Identification and regulation of hemolysin genes of Vibrio anguillarum
Vibrio anguillarum is a causative agent of vibriosis. One hemolysin gene, vah1, does not account for all hemolytic activity. Further studies identified a putative rtx operon with six genes (rtxACHBDE). Mutation in both vah1 and any of rtx genes resulted in a hemolysin negative mutant. Vah1 and RtxA each have cytotoxie activity against fish cells. Finally, virulence examination in fish suggested that RtxA is a major virulence factor for V. anguillarum. Additionally, RtxA is a MARTX toxin, and causes fish cell rounding and death. A conserved domain in the RtxA was identified to be a cysteine protease (CPD). CPD was activated by cell lysate, but not by GTP. The cleavage site for CPD was determined and suggested that CPD processed the full RtxA into the 120 kDa carboxyl portion of RtxA Va, which released into bacterial culture supernatant after cleavage.
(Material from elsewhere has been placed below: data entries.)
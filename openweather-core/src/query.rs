//! Request path construction.
//!
//! A path is the resource path of an [`Endpoint`] followed by a query string
//! holding exactly one location selector plus the unit, language, mode and
//! key parameters.

use percent_encoding::{AsciiSet, NON_ALPHANUMERIC, percent_decode_str, utf8_percent_encode};
use url::form_urlencoded;

use crate::config::{Configuration, FORMAT};

#[derive(Debug, Clone, Copy, PartialEq, Eq)]
pub enum Endpoint {
    /// Current conditions.
    Current,
    /// Default forecast window.
    Forecast,
    /// Daily forecast, `cnt` days.
    ForecastDays(u32),
    /// Hourly forecast, `cnt` hours.
    ForecastHours(u32),
}

impl Endpoint {
    pub fn resource(&self) -> &'static str {
        match self {
            Endpoint::Current => "/data/2.5/weather",
            Endpoint::Forecast => "/data/2.5/forecast",
            Endpoint::ForecastDays(_) => "/data/2.5/forecast/daily",
            Endpoint::ForecastHours(_) => "/data/2.5/forecast/hour",
        }
    }

    fn count(&self) -> Option<u32> {
        match self {
            Endpoint::ForecastDays(n) | Endpoint::ForecastHours(n) => Some(*n),
            Endpoint::Current | Endpoint::Forecast => None,
        }
    }
}

/// The single parameter set identifying the queried place.
#[derive(Debug, Clone, PartialEq)]
pub enum LocationSelector<'a> {
    Zip(&'a str),
    CityId(u64),
    City(String),
    Coordinates { lat: f64, lon: f64 },
}

impl<'a> LocationSelector<'a> {
    /// Pick the selector for `cfg`.
    ///
    /// Precedence: zip, city id, explicitly set city, coordinates, and the
    /// default city last.
    pub fn resolve(cfg: &'a Configuration) -> Self {
        if let Some(zip) = cfg.zip.as_deref() {
            return LocationSelector::Zip(zip);
        }
        if let Some(id) = cfg.city_id {
            return LocationSelector::CityId(id.0);
        }
        if let Some(city) = cfg.city.as_deref() {
            return LocationSelector::City(decode_city(city));
        }
        if let (Some(lat), Some(lon)) = (cfg.latitude, cfg.longitude) {
            return LocationSelector::Coordinates { lat, lon };
        }
        LocationSelector::City(decode_city(cfg.effective_city()))
    }

    fn append_to(&self, query: &mut form_urlencoded::Serializer<'_, String>) {
        match self {
            LocationSelector::Zip(zip) => {
                query.append_pair("zip", zip);
            }
            LocationSelector::CityId(id) => {
                query.append_pair("id", &id.to_string());
            }
            LocationSelector::City(city) => {
                query.append_pair("q", city);
            }
            LocationSelector::Coordinates { lat, lon } => {
                query.append_pair("lat", &lat.to_string());
                query.append_pair("lon", &lon.to_string());
            }
        }
    }
}

/// Characters left as-is in a stored city, the URI component set:
/// alphanumerics plus `- _ . ! ~ * ' ( )`.
const CITY_COMPONENT: &AsciiSet = &NON_ALPHANUMERIC
    .remove(b'-')
    .remove(b'_')
    .remove(b'.')
    .remove(b'!')
    .remove(b'~')
    .remove(b'*')
    .remove(b'\'')
    .remove(b'(')
    .remove(b')');

/// Percent-encode a city name as a URI component.
pub(crate) fn encode_city(city: &str) -> String {
    utf8_percent_encode(city, CITY_COMPONENT).to_string()
}

/// Stored cities are percent-encoded; undo that so the query serializer
/// encodes them exactly once.
fn decode_city(city: &str) -> String {
    percent_decode_str(city).decode_utf8_lossy().into_owned()
}

/// Build `<resource>?<query>` for `endpoint` from `cfg`.
pub fn build_path(cfg: &Configuration, endpoint: Endpoint) -> String {
    let mut query = form_urlencoded::Serializer::new(String::new());

    LocationSelector::resolve(cfg).append_to(&mut query);
    if let Some(cnt) = endpoint.count() {
        query.append_pair("cnt", &cnt.to_string());
    }
    query
        .append_pair("units", &cfg.units)
        .append_pair("lang", &cfg.lan)
        .append_pair("mode", FORMAT)
        .append_pair("APPID", cfg.app_id.as_deref().unwrap_or_default());

    format!("{}?{}", endpoint.resource(), query.finish())
}

/// Path of the deliberately invalid diagnostic resource.
pub(crate) fn crash_path() -> String {
    "/timetocrash".to_string()
}
use anyhow::{Context, Result};
use serde::{Deserialize, Deserializer, Serialize};
use std::{fmt, fs, path::Path, str::FromStr};

use crate::error::Error;

pub const DEFAULT_HOST: &str = "api.openweathermap.org";
pub const DEFAULT_CITY: &str = "fairplay";
pub const DEFAULT_UNITS: &str = "metric";
pub const DEFAULT_LANG: &str = "en";
pub const FORMAT: &str = "json";
pub const DEFAULT_RETRIES: u32 = 3;

/// Numeric OpenWeatherMap city identifier.
#[derive(Debug, Clone, Copy, PartialEq, Eq, Hash, Serialize)]
#[serde(transparent)]
pub struct CityId(pub u64);

impl From<u64> for CityId {
    fn from(id: u64) -> Self {
        CityId(id)
    }
}

impl From<u32> for CityId {
    fn from(id: u32) -> Self {
        CityId(u64::from(id))
    }
}

impl FromStr for CityId {
    type Err = Error;

    fn from_str(s: &str) -> Result<Self, Self::Err> {
        s.trim()
            .parse::<u64>()
            .map(CityId)
            .map_err(|_| Error::InvalidCityId(s.to_string()))
    }
}

impl fmt::Display for CityId {
    fn fmt(&self, f: &mut fmt::Formatter<'_>) -> fmt::Result {
        write!(f, "{}", self.0)
    }
}

impl<'de> Deserialize<'de> for CityId {
    fn deserialize<D: Deserializer<'de>>(deserializer: D) -> Result<Self, D::Error> {
        #[derive(Deserialize)]
        #[serde(untagged)]
        enum Raw {
            Int(u64),
            Str(String),
        }

        match Raw::deserialize(deserializer)? {
            Raw::Int(id) => Ok(CityId(id)),
            Raw::Str(s) => s.parse().map_err(serde::de::Error::custom),
        }
    }
}

/// Request settings shared by every call a client makes.
///
/// Field names on the wire follow the OpenWeatherMap client convention, so a
/// document like
///
/// ```toml
/// cityId = 4367872
/// units = "imperial"
/// lan = "it"
/// APPID = "..."
/// ssl = true
/// keepAlive = 30000
/// ```
///
/// deserializes directly. Omitted fields take their defaults.
#[derive(Debug, Clone, PartialEq, Serialize, Deserialize)]
#[serde(default, rename_all = "camelCase")]
pub struct Configuration {
    /// Explicitly chosen city. `set_city` stores it lower-cased and
    /// percent-encoded; values given at construction are kept as-is.
    /// `None` means the default city, which loses to coordinates.
    pub city: Option<String>,
    pub city_id: Option<CityId>,
    pub zip: Option<String>,
    pub latitude: Option<f64>,
    pub longitude: Option<f64>,
    pub units: String,
    pub lan: String,
    pub format: String,
    #[serde(rename = "APPID")]
    pub app_id: Option<String>,
    pub ssl: bool,
    /// Idle connection lifetime in milliseconds. `None` disables pooling.
    pub keep_alive: Option<u64>,
    pub host: String,
    /// Maximum attempts for one logical request.
    pub retries: u32,
}

impl Default for Configuration {
    fn default() -> Self {
        Self {
            city: None,
            city_id: None,
            zip: None,
            latitude: None,
            longitude: None,
            units: DEFAULT_UNITS.to_string(),
            lan: DEFAULT_LANG.to_string(),
            format: FORMAT.to_string(),
            app_id: None,
            ssl: false,
            keep_alive: None,
            host: DEFAULT_HOST.to_string(),
            retries: DEFAULT_RETRIES,
        }
    }
}

impl Configuration {
    /// Parse a configuration from a TOML document.
    pub fn from_toml_str(contents: &str) -> Result<Self> {
        let cfg: Configuration =
            toml::from_str(contents).context("Failed to parse OpenWeatherMap configuration")?;
        Ok(cfg)
    }

    /// Load a configuration from a TOML file.
    pub fn load(path: impl AsRef<Path>) -> Result<Self> {
        let path = path.as_ref();

        let contents = fs::read_to_string(path)
            .with_context(|| format!("Failed to read config file: {}", path.display()))?;

        let cfg: Configuration = toml::from_str(&contents)
            .with_context(|| format!("Failed to parse config file: {}", path.display()))?;

        tracing::debug!(path = %path.display(), "loaded OpenWeatherMap configuration");
        Ok(cfg)
    }

    /// City used for `q=` when no other selector wins.
    pub fn effective_city(&self) -> &str {
        self.city.as_deref().unwrap_or(DEFAULT_CITY)
    }
}
//! HTTP execution for OpenWeatherMap requests.

use std::{sync::Arc, time::Duration};

use reqwest::{Client, StatusCode};
use serde_json::Value;
use tokio::sync::OnceCell;
use tracing::{debug, instrument, warn};

use crate::{
    config::Configuration,
    error::{Error, Result},
};

/// Shared HTTP connection pool for one configuration lineage.
///
/// Clones share the same underlying [`Client`], which is built on first use.
/// A client derived with a different `ssl` or keep-alive policy gets a fresh
/// handle via [`ConnectionPool::new`].
#[derive(Debug, Clone, Default)]
pub struct ConnectionPool {
    client: Arc<OnceCell<Client>>,
}

impl ConnectionPool {
    pub fn new() -> Self {
        Self::default()
    }

    /// Whether `self` and `other` hand out the same connections.
    pub fn shares_connections_with(&self, other: &ConnectionPool) -> bool {
        Arc::ptr_eq(&self.client, &other.client)
    }

    async fn client(&self, keep_alive: Option<u64>) -> Result<&Client> {
        self.client
            .get_or_try_init(|| async move { build_client(keep_alive) })
            .await
    }
}

fn build_client(keep_alive: Option<u64>) -> Result<Client> {
    let builder = match keep_alive {
        Some(ms) => {
            let idle = Duration::from_millis(ms);
            Client::builder()
                .pool_idle_timeout(idle)
                .tcp_keepalive(idle)
        }
        None => Client::builder().pool_max_idle_per_host(0),
    };

    debug!(?keep_alive, "building OpenWeatherMap HTTP client");
    Ok(builder.build()?)
}

fn base_url(cfg: &Configuration) -> String {
    let scheme = if cfg.ssl { "https" } else { "http" };
    format!("{scheme}://{}", cfg.host)
}

/// One GET round trip: status and full body.
async fn fetch(pool: &ConnectionPool, cfg: &Configuration, path: &str) -> Result<(StatusCode, String)> {
    let client = pool.client(cfg.keep_alive).await?;
    let url = format!("{}{}", base_url(cfg), path);

    let res = client.get(&url).send().await?;
    let status = res.status();
    let body = res.text().await?;

    Ok((status, body))
}

/// Fetch `path` and parse the body as JSON.
///
/// Empty bodies are retried immediately while the configuration's retry
/// budget allows; every other failure is returned as-is.
#[instrument(skip(pool, cfg), fields(host = %cfg.host, ssl = cfg.ssl))]
pub(crate) async fn get_data(pool: &ConnectionPool, cfg: &Configuration, path: &str) -> Result<Value> {
    let budget = cfg.retries.max(1);

    for attempt in 1..=budget {
        let (status, body) = fetch(pool, cfg, path).await?;

        if status != StatusCode::OK {
            warn!(%status, "OpenWeatherMap request failed");
            return Err(Error::HttpStatus { status: status.as_u16(), body });
        }

        if body.is_empty() {
            warn!(attempt, budget, "empty response body from OpenWeatherMap");
            continue;
        }

        debug!(attempt, bytes = body.len(), "received OpenWeatherMap response");
        return parse_body(&body);
    }

    Err(Error::RetriesExhausted { attempts: budget })
}

/// Send the diagnostic request and return whatever failure it produced.
pub(crate) async fn get_error(pool: &ConnectionPool, cfg: &Configuration, path: &str) -> Error {
    match fetch(pool, cfg, path).await {
        Err(e) => e,
        Ok((status, body)) if status != StatusCode::OK => {
            Error::HttpStatus { status: status.as_u16(), body }
        }
        Ok(_) => Error::UnexpectedSuccess,
    }
}

fn parse_body(body: &str) -> Result<Value> {
    let json: Value = serde_json::from_str(body)?;

    if let Some(code) = json.get("cod").and_then(api_code).filter(|c| *c != 200) {
        return Err(Error::Api { code, payload: json });
    }

    Ok(json)
}

/// `cod` arrives as a number on success and as a string on most errors.
fn api_code(cod: &Value) -> Option<i64> {
    match cod {
        Value::Number(n) => n.as_i64(),
        Value::String(s) => s.trim().parse().ok(),
        _ => None,
    }
}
Further study revealed that a cell rounding domain (CRD) between the CPD and the C-repeat regions resulted in the loss of both hemolytic activity and ASK cell rounding demonstrated that CRD is required for the functions of the RtxA Va toxin. ^ The plp gene is one component in the vah1 cluster, and considered as a repressor of Vah1. Plp had a distinct effect to the different erythrocytes. The recombinant Plp protein (rP1p) was purified and re-folded. The active rPlp showed a relative heat stable phospholipase A2 activity. Fatherly, we demonstrated that Plp is a secretory protein, and specifically lyse the fish erythrocytes due to its specific activity on phosphotidylcholine, but no activity on other phospholipids. ^ Here, we also identify a positive hemolysin regulator gene, the hlyU gene, from V. anguillarum. Mutation in hlyU resulted in a decrease of hemolytic activity, but no effect on cytotoxicity. RT-PCR data revealed that the expression of rtx genes was deceased in the hlyU mutant. Interestingly, the expression of vah1 and plp was not effect in the hlyU mutant, but significantly increased in a hlyU complement strain. Finally, we also mapped the transcriptional start sites in the intergenic regions of both vah1/plp and rtxH/rtxB genes, demonstrating that all hemolysin promoters are σ 70 type. ^
"Identification and regulation of hemolysin genes of Vibrio anguillarum"
Dissertations and Master's Theses (Campus Access).